Crítica de Mank (2020) [Netflix], ¡con spoilers!

Título original: Mank | Dirección: David Fincher | Guión: Jack Fincher | Producción: Ceán Chaffin, Eric Roth, Douglas Urbanski | Música: Trent Reznor, Atticus Ross | Fotografía: Erik Messerschmidt | Reparto: Gary Oldman, Amanda Seyfried, Lilly Collins, Arliss Howard, Charles Dance, Tom Burke, Tom Pelphrey, Ferdinand Kingsley, Tuppence Middleton, Monika Grossman | Duración: 131 minutos

Mank, el último film de David Fincher, llega a Netflix este viernes 4 de diciembre tras un paso fugaz por los cines y convertida ya un éxito de crítica y público.
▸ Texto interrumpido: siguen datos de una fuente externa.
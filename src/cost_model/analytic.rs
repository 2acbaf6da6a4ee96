// src/cost_model/analytic.rs

//! A closed-form cost model for a convolution mapped onto a PE array.
//!
//! The memory hierarchy has four tiling levels, innermost first: per-PE
//! registers, the spatial fan-out across PEs, the global buffer and DRAM.
//! A mapping assigns every loop dimension one factor per level (their product
//! is the dimension's bound) plus a loop order for the temporal levels.
//!
//! Costs follow the usual reuse argument: a tensor tile is refetched once per
//! iteration of the outer loops up to the innermost loop that indexes it.
//! Loops inside that point reuse the resident tile.

use rand::seq::SliceRandom;
use rand::Rng;

use super::{CostModel, Metric, Worker};
use crate::error::CostModelError;
use crate::problem::{dim, Problem, NUM_DIMS};

/// Tiling levels, innermost first.
pub const NUM_LEVELS: usize = 4;
pub const LEVEL_REGISTER: usize = 0;
pub const LEVEL_SPATIAL: usize = 1;
pub const LEVEL_BUFFER: usize = 2;
pub const LEVEL_DRAM: usize = 3;

/// Components of a `Metric::Raw` cost vector.
pub const RAW_COMPONENTS: [&str; 4] = ["energy_pj", "cycles", "dram_accesses", "buffer_accesses"];

/// Length of [`AnalyticCostModel::input_vector`] output:
/// bounds, per-level factors, loop order and hardware resources.
pub const INPUT_DIM: usize = NUM_DIMS + NUM_DIMS * NUM_LEVELS + NUM_DIMS + 3;

// Energy per word access / per MAC, normalized to a register access.
const DRAM_ENERGY: f64 = 200.0;
const BUFFER_ENERGY: f64 = 6.0;
const REGISTER_ENERGY: f64 = 1.0;
const MAC_ENERGY: f64 = 1.0;

/// DRAM words deliverable per cycle.
const DRAM_WORDS_PER_CYCLE: f64 = 4.0;

const MAX_REGISTER_FACTOR: u32 = 2;
const MAX_SPATIAL_FACTOR: u32 = 16;

/// Scale for log2-encoded quantities in the input vector.
const LOG2_SCALE: f32 = 20.0;

#[derive(Debug, Clone, Copy, PartialEq, Eq)]
enum Tensor {
    Weights,
    Inputs,
    Outputs,
}

const TENSORS: [Tensor; 3] = [Tensor::Weights, Tensor::Inputs, Tensor::Outputs];

impl Tensor {
    fn indexed_by(self, d: usize) -> bool {
        match self {
            Tensor::Weights => matches!(d, dim::K | dim::C | dim::R | dim::S),
            // R and S index inputs through the sliding window.
            Tensor::Inputs => d != dim::K,
            Tensor::Outputs => matches!(d, dim::N | dim::K | dim::P | dim::Q),
        }
    }

    fn footprint(self, tile: &[u32; NUM_DIMS]) -> u64 {
        let t = |d: usize| tile[d] as u64;
        match self {
            Tensor::Weights => t(dim::K) * t(dim::C) * t(dim::R) * t(dim::S),
            Tensor::Inputs => {
                t(dim::N) * t(dim::C) * (t(dim::P) + t(dim::R) - 1) * (t(dim::Q) + t(dim::S) - 1)
            }
            Tensor::Outputs => t(dim::N) * t(dim::K) * t(dim::P) * t(dim::Q),
        }
    }
}

/// Tile factors per dimension and level plus the temporal loop order.
#[derive(Debug, Clone, PartialEq, Eq)]
pub struct Mapping {
    /// `factors[d][level]`; the product over levels equals bound `d`.
    pub factors: [[u32; NUM_LEVELS]; NUM_DIMS],
    /// Temporal loop order, outermost first. A permutation of `0..NUM_DIMS`.
    pub order: [usize; NUM_DIMS],
}

impl Mapping {
    /// Cumulative tile size of each dimension up to and including `level`.
    pub fn tile(&self, level: usize) -> [u32; NUM_DIMS] {
        let mut tile = [1u32; NUM_DIMS];
        for (d, factors) in self.factors.iter().enumerate() {
            tile[d] = factors[..=level].iter().product();
        }
        tile
    }

    pub fn spatial_fanout(&self) -> u64 {
        self.factors
            .iter()
            .map(|f| f[LEVEL_SPATIAL] as u64)
            .product()
    }
}

/// Per-component cost of one mapping.
#[derive(Debug, Clone, Copy, PartialEq)]
pub struct CostBreakdown {
    pub energy_pj: f64,
    pub cycles: f64,
    pub dram_accesses: f64,
    pub buffer_accesses: f64,
}

impl CostBreakdown {
    fn to_vector(self, metric: Metric) -> Vec<f64> {
        match metric {
            Metric::Raw => vec![
                self.energy_pj,
                self.cycles,
                self.dram_accesses,
                self.buffer_accesses,
            ],
            Metric::Edp => vec![self.energy_pj * self.cycles],
        }
    }
}

/// Cost model bound to a single problem.
#[derive(Debug, Clone)]
pub struct AnalyticCostModel {
    problem: Problem,
}

impl AnalyticCostModel {
    pub fn new(problem: Problem) -> Self {
        Self { problem }
    }

    pub fn problem(&self) -> &Problem {
        &self.problem
    }

    /// Draws a random factorization and loop order. The result may not fit
    /// the buffer or register capacities; see [`Self::check_fits`].
    pub fn sample_mapping<R: Rng + ?Sized>(&self, rng: &mut R) -> Mapping {
        let bounds = self.problem.layer.bounds();
        let mut factors = [[1u32; NUM_LEVELS]; NUM_DIMS];
        // Spatial factors never exceed the PE array; storage may still overflow.
        let mut pe_budget = self.problem.hardware.num_pes;
        for (d, &bound) in bounds.iter().enumerate() {
            let mut remaining = bound;
            let register = pick_divisor(remaining, MAX_REGISTER_FACTOR, rng);
            remaining /= register;
            let spatial = pick_divisor(remaining, MAX_SPATIAL_FACTOR.min(pe_budget), rng);
            remaining /= spatial;
            pe_budget /= spatial;
            let buffer = pick_divisor(remaining, remaining, rng);
            remaining /= buffer;
            factors[d] = [register, spatial, buffer, remaining];
        }

        let mut order = [0usize; NUM_DIMS];
        for (i, slot) in order.iter_mut().enumerate() {
            *slot = i;
        }
        order.shuffle(rng);

        Mapping { factors, order }
    }

    /// Checks that a mapping respects PE count and storage capacities.
    pub fn check_fits(&self, mapping: &Mapping) -> Result<(), CostModelError> {
        let hw = &self.problem.hardware;

        let fanout = mapping.spatial_fanout();
        if fanout > hw.num_pes as u64 {
            return Err(CostModelError::Unmappable(format!(
                "spatial fan-out {} exceeds {} PEs",
                fanout, hw.num_pes
            )));
        }

        let register_tile = mapping.tile(LEVEL_REGISTER);
        let register_words: u64 = TENSORS.iter().map(|t| t.footprint(&register_tile)).sum();
        if register_words > hw.register_words {
            return Err(CostModelError::Unmappable(format!(
                "register tile needs {} words, capacity is {}",
                register_words, hw.register_words
            )));
        }

        let buffer_tile = mapping.tile(LEVEL_BUFFER);
        let buffer_words: u64 = TENSORS.iter().map(|t| t.footprint(&buffer_tile)).sum();
        if buffer_words > hw.buffer_words {
            return Err(CostModelError::Unmappable(format!(
                "buffer tile needs {} words, capacity is {}",
                buffer_words, hw.buffer_words
            )));
        }

        Ok(())
    }

    /// Evaluates a mapping that already passed [`Self::check_fits`].
    pub fn evaluate(&self, mapping: &Mapping) -> CostBreakdown {
        let macs = self.problem.layer.macs() as f64;

        let buffer_tile = mapping.tile(LEVEL_BUFFER);
        let dram_iters = |d: usize| mapping.factors[d][LEVEL_DRAM];
        let dram_accesses: u64 = TENSORS
            .iter()
            .map(|&t| t.footprint(&buffer_tile) * refetches(t, &mapping.order, dram_iters))
            .sum();

        let spatial_tile = mapping.tile(LEVEL_SPATIAL);
        let outer_iters =
            |d: usize| mapping.factors[d][LEVEL_BUFFER] * mapping.factors[d][LEVEL_DRAM];
        let buffer_accesses: u64 = TENSORS
            .iter()
            .map(|&t| t.footprint(&spatial_tile) * refetches(t, &mapping.order, outer_iters))
            .sum();

        let compute_cycles = (macs / mapping.spatial_fanout() as f64).ceil();
        let memory_cycles = (dram_accesses as f64 / DRAM_WORDS_PER_CYCLE).ceil();
        let cycles = compute_cycles.max(memory_cycles);

        let energy_pj = macs * (MAC_ENERGY + 3.0 * REGISTER_ENERGY)
            + dram_accesses as f64 * DRAM_ENERGY
            + buffer_accesses as f64 * BUFFER_ENERGY;

        CostBreakdown {
            energy_pj,
            cycles,
            dram_accesses: dram_accesses as f64,
            buffer_accesses: buffer_accesses as f64,
        }
    }

    /// Lower bound on every component: each tensor crosses DRAM and the
    /// buffer exactly once and every PE is busy every cycle.
    fn oracle_breakdown(&self) -> CostBreakdown {
        let layer = &self.problem.layer;
        let macs = layer.macs() as f64;
        let full = layer.bounds();
        let compulsory: u64 = TENSORS.iter().map(|t| t.footprint(&full)).sum();

        let compute_cycles = (macs / self.problem.hardware.num_pes as f64).ceil();
        let memory_cycles = (compulsory as f64 / DRAM_WORDS_PER_CYCLE).ceil();

        CostBreakdown {
            energy_pj: macs * (MAC_ENERGY + 3.0 * REGISTER_ENERGY)
                + compulsory as f64 * (DRAM_ENERGY + BUFFER_ENERGY),
            cycles: compute_cycles.max(memory_cycles),
            dram_accesses: compulsory as f64,
            buffer_accesses: compulsory as f64,
        }
    }
}

impl CostModel for AnalyticCostModel {
    type Mapping = Mapping;

    fn oracle_cost(&self, metric: Metric) -> Result<Vec<f64>, CostModelError> {
        Ok(self.oracle_breakdown().to_vector(metric))
    }

    fn map_cost(
        &self,
        metric: Metric,
        worker: &mut Worker,
    ) -> Result<(Mapping, Vec<f64>), CostModelError> {
        let mapping = self.sample_mapping(worker.rng());
        self.check_fits(&mapping)?;
        let cost = self.evaluate(&mapping).to_vector(metric);
        if let Some(bad) = cost.iter().find(|c| !c.is_finite()) {
            return Err(CostModelError::Evaluation(format!(
                "non-finite cost component {}",
                bad
            )));
        }
        Ok((mapping, cost))
    }

    fn input_vector(&self, mapping: &Mapping) -> Vec<f32> {
        let bounds = self.problem.layer.bounds();
        let hw = &self.problem.hardware;
        let mut v = Vec::with_capacity(INPUT_DIM);

        v.extend(bounds.iter().map(|&b| log_scaled(b as u64)));

        for (d, factors) in mapping.factors.iter().enumerate() {
            let total = (bounds[d] as f32).log2();
            for &f in factors {
                // Share of the dimension's log-extent spent at this level.
                v.push(if total > 0.0 { (f as f32).log2() / total } else { 0.0 });
            }
        }

        let mut position = [0f32; NUM_DIMS];
        for (pos, &d) in mapping.order.iter().enumerate() {
            position[d] = pos as f32 / (NUM_DIMS - 1) as f32;
        }
        v.extend_from_slice(&position);

        v.push(log_scaled(hw.num_pes as u64));
        v.push(log_scaled(hw.buffer_words));
        v.push(log_scaled(hw.register_words));
        v
    }
}

/// Times a tensor's tile is refetched across the loops described by `iters`,
/// walking `order` outermost first.
fn refetches(tensor: Tensor, order: &[usize; NUM_DIMS], iters: impl Fn(usize) -> u32) -> u64 {
    let innermost = order
        .iter()
        .rposition(|&d| tensor.indexed_by(d) && iters(d) > 1);
    match innermost {
        Some(pos) => order[..=pos].iter().map(|&d| iters(d) as u64).product(),
        None => 1,
    }
}

fn pick_divisor<R: Rng + ?Sized>(n: u32, cap: u32, rng: &mut R) -> u32 {
    let divisors: Vec<u32> = (1..=n.min(cap)).filter(|d| n % d == 0).collect();
    divisors.choose(rng).copied().unwrap_or(1)
}

fn log_scaled(x: u64) -> f32 {
    (x.max(1) as f32).log2() / LOG2_SCALE
}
Intentamos diseccionar esta aproximación a la creación del guión de Ciudadano Kane con, por supuesto, plenitud de ¡spoilers!
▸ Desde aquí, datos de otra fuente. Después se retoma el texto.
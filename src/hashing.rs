//! Affine hash families over a prime field.
//!
//! Every hash function here has the form \(h(x) = (a \cdot x + b) \bmod p\) with `p` prime
//! and `0 <= a, b < p`. A [`HashFamily`] is `k` such functions with pairwise-distinct
//! coefficient pairs, drawn from a seeded RNG so that a family is reproducible.
//!
//! The same family type serves two roles:
//! - term hashing for MinHash, over a prime at least as large as the term universe
//! - band hashing for LSH, over a prime sized from the document count

use std::collections::HashSet;

use rand::rngs::StdRng;
use rand::{Rng, SeedableRng};

use crate::error::{Error, Result};

/// Smallest modulus used for term hashing, regardless of corpus size.
pub const MIN_TERM_MODULUS: u64 = 1 << 16;

/// A single affine hash function `(a·x + b) mod p`.
#[derive(Debug, Clone, Copy, PartialEq, Eq, Hash)]
pub struct HashFunction {
    a: u64,
    b: u64,
    p: u64,
}

impl HashFunction {
    /// Create a hash function, checking `p` is prime and `a, b < p`.
    pub fn new(a: u64, b: u64, p: u64) -> Result<Self> {
        if !is_prime(p) {
            return Err(Error::invalid(format!("modulus {p} is not prime")));
        }
        if a >= p || b >= p {
            return Err(Error::invalid(format!(
                "coefficients ({a}, {b}) must be below the modulus {p}"
            )));
        }
        Ok(Self { a, b, p })
    }

    /// Multiplicative coefficient.
    pub fn a(&self) -> u64 {
        self.a
    }

    /// Additive coefficient.
    pub fn b(&self) -> u64 {
        self.b
    }

    /// Prime modulus.
    pub fn modulus(&self) -> u64 {
        self.p
    }

    /// Apply the function to a single integer.
    pub fn apply(&self, x: u64) -> u64 {
        ((self.a as u128 * x as u128 + self.b as u128) % self.p as u128) as u64
    }

    /// Rolling hash of a token: for each char `c`, `h = (a + b·(h XOR c)) mod p`.
    ///
    /// The result is always `< p`.
    pub fn hash_token(&self, token: &str) -> u64 {
        let p = self.p as u128;
        let mut h = 0u64;
        for c in token.chars() {
            let x = (h ^ c as u64) as u128;
            h = ((self.a as u128 + self.b as u128 * x) % p) as u64;
        }
        h
    }

    /// One step of the band accumulator: `(acc + a·value + b) mod p`.
    pub fn accumulate(&self, acc: u64, value: u64) -> u64 {
        let p = self.p as u128;
        let term = (self.a as u128 * value as u128 + self.b as u128) % p;
        ((acc as u128 + term) % p) as u64
    }
}

/// `k` affine hash functions sharing one prime modulus, with distinct `(a, b)` pairs.
#[derive(Debug, Clone, PartialEq, Eq)]
pub struct HashFamily {
    functions: Vec<HashFunction>,
    modulus: u64,
}

impl HashFamily {
    /// Draw `k` functions modulo `p` from an RNG seeded with `seed`.
    ///
    /// Fails if `p` is not prime, `k == 0`, or `k` exceeds the `p²` available pairs.
    pub fn generate(k: usize, p: u64, seed: u64) -> Result<Self> {
        if !is_prime(p) {
            return Err(Error::invalid(format!("modulus {p} is not prime")));
        }
        if k == 0 {
            return Err(Error::invalid("hash family size must be >= 1"));
        }
        let available = p as u128 * p as u128;
        if k as u128 > available {
            return Err(Error::invalid(format!(
                "cannot draw {k} distinct coefficient pairs modulo {p} ({available} available)"
            )));
        }

        let mut rng = StdRng::seed_from_u64(seed);
        let mut seen: HashSet<(u64, u64)> = HashSet::with_capacity(k);
        let mut functions = Vec::with_capacity(k);
        while functions.len() < k {
            let a = rng.gen_range(0..p);
            let b = rng.gen_range(0..p);
            if seen.insert((a, b)) {
                functions.push(HashFunction { a, b, p });
            }
        }

        tracing::debug!(k, modulus = p, seed, "generated hash family");
        Ok(Self {
            functions,
            modulus: p,
        })
    }

    /// Number of functions (`k`).
    pub fn len(&self) -> usize {
        self.functions.len()
    }

    /// True if the family has no functions. Never true for a generated family.
    pub fn is_empty(&self) -> bool {
        self.functions.is_empty()
    }

    /// Shared prime modulus.
    pub fn modulus(&self) -> u64 {
        self.modulus
    }

    /// The functions in draw order.
    pub fn functions(&self) -> &[HashFunction] {
        &self.functions
    }

    /// Function at position `i`.
    pub fn get(&self, i: usize) -> Option<&HashFunction> {
        self.functions.get(i)
    }
}

/// Primality by 6k±1 trial division.
pub fn is_prime(n: u64) -> bool {
    if n < 2 {
        return false;
    }
    if n < 4 {
        return true;
    }
    if n % 2 == 0 || n % 3 == 0 {
        return false;
    }
    let mut i = 5u64;
    while (i as u128) * (i as u128) <= n as u128 {
        if n % i == 0 || n % (i + 2) == 0 {
            return false;
        }
        i += 6;
    }
    true
}

/// Smallest prime strictly greater than `n`, or `None` if it does not fit in a `u64`.
pub fn next_prime(n: u64) -> Option<u64> {
    let mut m = n.checked_add(1)?;
    while !is_prime(m) {
        m = m.checked_add(1)?;
    }
    Some(m)
}

/// Modulus for hashing a term universe of `distinct_terms` terms.
pub fn term_modulus(distinct_terms: usize) -> Result<u64> {
    let floor = (distinct_terms as u64).max(MIN_TERM_MODULUS);
    next_prime(floor).ok_or_else(|| Error::invalid("term universe too large for a u64 modulus"))
}

/// Modulus for the LSH bucket table over `num_docs` documents: `next_prime(5·n)`.
pub fn table_modulus(num_docs: usize) -> Result<u64> {
    (num_docs as u64)
        .checked_mul(5)
        .and_then(next_prime)
        .ok_or_else(|| Error::invalid("document count too large for a u64 table modulus"))
}

#[cfg(test)]
mod tests {
    use super::*;

    #[test]
    fn small_primes() {
        let primes: Vec<u64> = (0..30).filter(|&n| is_prime(n)).collect();
        assert_eq!(primes, vec![2, 3, 5, 7, 11, 13, 17, 19, 23, 29]);
        assert!(is_prime(65_537));
        assert!(!is_prime(65_536));
        assert!(!is_prime(25));
        assert!(!is_prime(49));
    }

    #[test]
    fn next_prime_is_strictly_greater() {
        assert_eq!(next_prime(0), Some(2));
        assert_eq!(next_prime(2), Some(3));
        assert_eq!(next_prime(7), Some(11));
        assert_eq!(next_prime(10), Some(11));
        assert_eq!(next_prime(u64::MAX), None);
    }

    #[test]
    fn table_modulus_is_next_prime_of_five_n() {
        assert_eq!(table_modulus(0).unwrap(), 2);
        assert_eq!(table_modulus(2).unwrap(), 11);
        assert_eq!(table_modulus(20).unwrap(), 101);
    }

    #[test]
    fn term_modulus_has_floor() {
        assert_eq!(term_modulus(3).unwrap(), 65_537);
        assert!(term_modulus(100_000).unwrap() > 100_000);
    }

    #[test]
    fn family_is_deterministic_for_seed() {
        let f1 = HashFamily::generate(64, 65_537, 7).unwrap();
        let f2 = HashFamily::generate(64, 65_537, 7).unwrap();
        let f3 = HashFamily::generate(64, 65_537, 8).unwrap();
        assert_eq!(f1, f2);
        assert_ne!(f1, f3);
        assert_eq!(f1.len(), 64);
        assert_eq!(f1.modulus(), 65_537);
    }

    #[test]
    fn family_pairs_are_distinct_and_in_range() {
        // 5² = 25 pairs available; ask for all of them.
        let fam = HashFamily::generate(25, 5, 1).unwrap();
        let pairs: HashSet<(u64, u64)> = fam.functions().iter().map(|f| (f.a(), f.b())).collect();
        assert_eq!(pairs.len(), 25);
        assert!(fam.functions().iter().all(|f| f.a() < 5 && f.b() < 5));
    }

    #[test]
    fn family_rejects_bad_parameters() {
        assert!(matches!(
            HashFamily::generate(4, 10, 0),
            Err(Error::InvalidParameter(_))
        ));
        assert!(matches!(
            HashFamily::generate(0, 11, 0),
            Err(Error::InvalidParameter(_))
        ));
        assert!(matches!(
            HashFamily::generate(26, 5, 0),
            Err(Error::InvalidParameter(_))
        ));
    }

    #[test]
    fn hash_function_arithmetic() {
        let h = HashFunction::new(3, 4, 7).unwrap();
        // (6 + 4) mod 7
        assert_eq!(h.apply(2), 3);
        // (1 + 10) mod 7
        assert_eq!(h.accumulate(1, 2), 4);
        // 'a' = 97: (3 + 4·97) mod 7 = 391 mod 7 = 6
        assert_eq!(h.hash_token("a"), 6);
        assert_eq!(h.hash_token(""), 0);
        assert!(HashFunction::new(7, 0, 7).is_err());
        assert!(HashFunction::new(1, 1, 8).is_err());
    }

    #[test]
    fn arithmetic_does_not_overflow_near_u64_max() {
        // Largest prime below 2^64.
        let p = 18_446_744_073_709_551_557u64;
        let h = HashFunction {
            a: p - 1,
            b: p - 2,
            p,
        };
        assert!(h.apply(u64::MAX) < p);
        assert!(h.accumulate(p - 1, u64::MAX) < p);
        assert!(h.hash_token("overflow") < p);
    }
}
Con Mank conviene, antes de nada, y por normativa histórica que me acabo de inventar, ponernos en situación. ¿Necesitamos saber de que trata el film antes de proceder a su deleite? Realmente no: el film de Fincher, además de lo que pretende contarnos, ofrece una deliciosa aproximación a los ponderables del Hollywood glamuroso, y a la vez ruinoso, de los años treinta. La primera (o segunda, que hay descripciones para todo) década de la llamada Golden Age y la única sometida por completo a la gloria del sistema de estudios. Si aceptamos que, por narices, Mank dramatiza hechos (y tal vez toma partido sea consciente o no), al terminar este festival cinéfilo uno acude raudo a la wikipedia, o a sus libros, o a donde sea a cotejar con lo ocurrido realmente (inclusive aquello tan excitante de comparar actores con los personajes de verdad).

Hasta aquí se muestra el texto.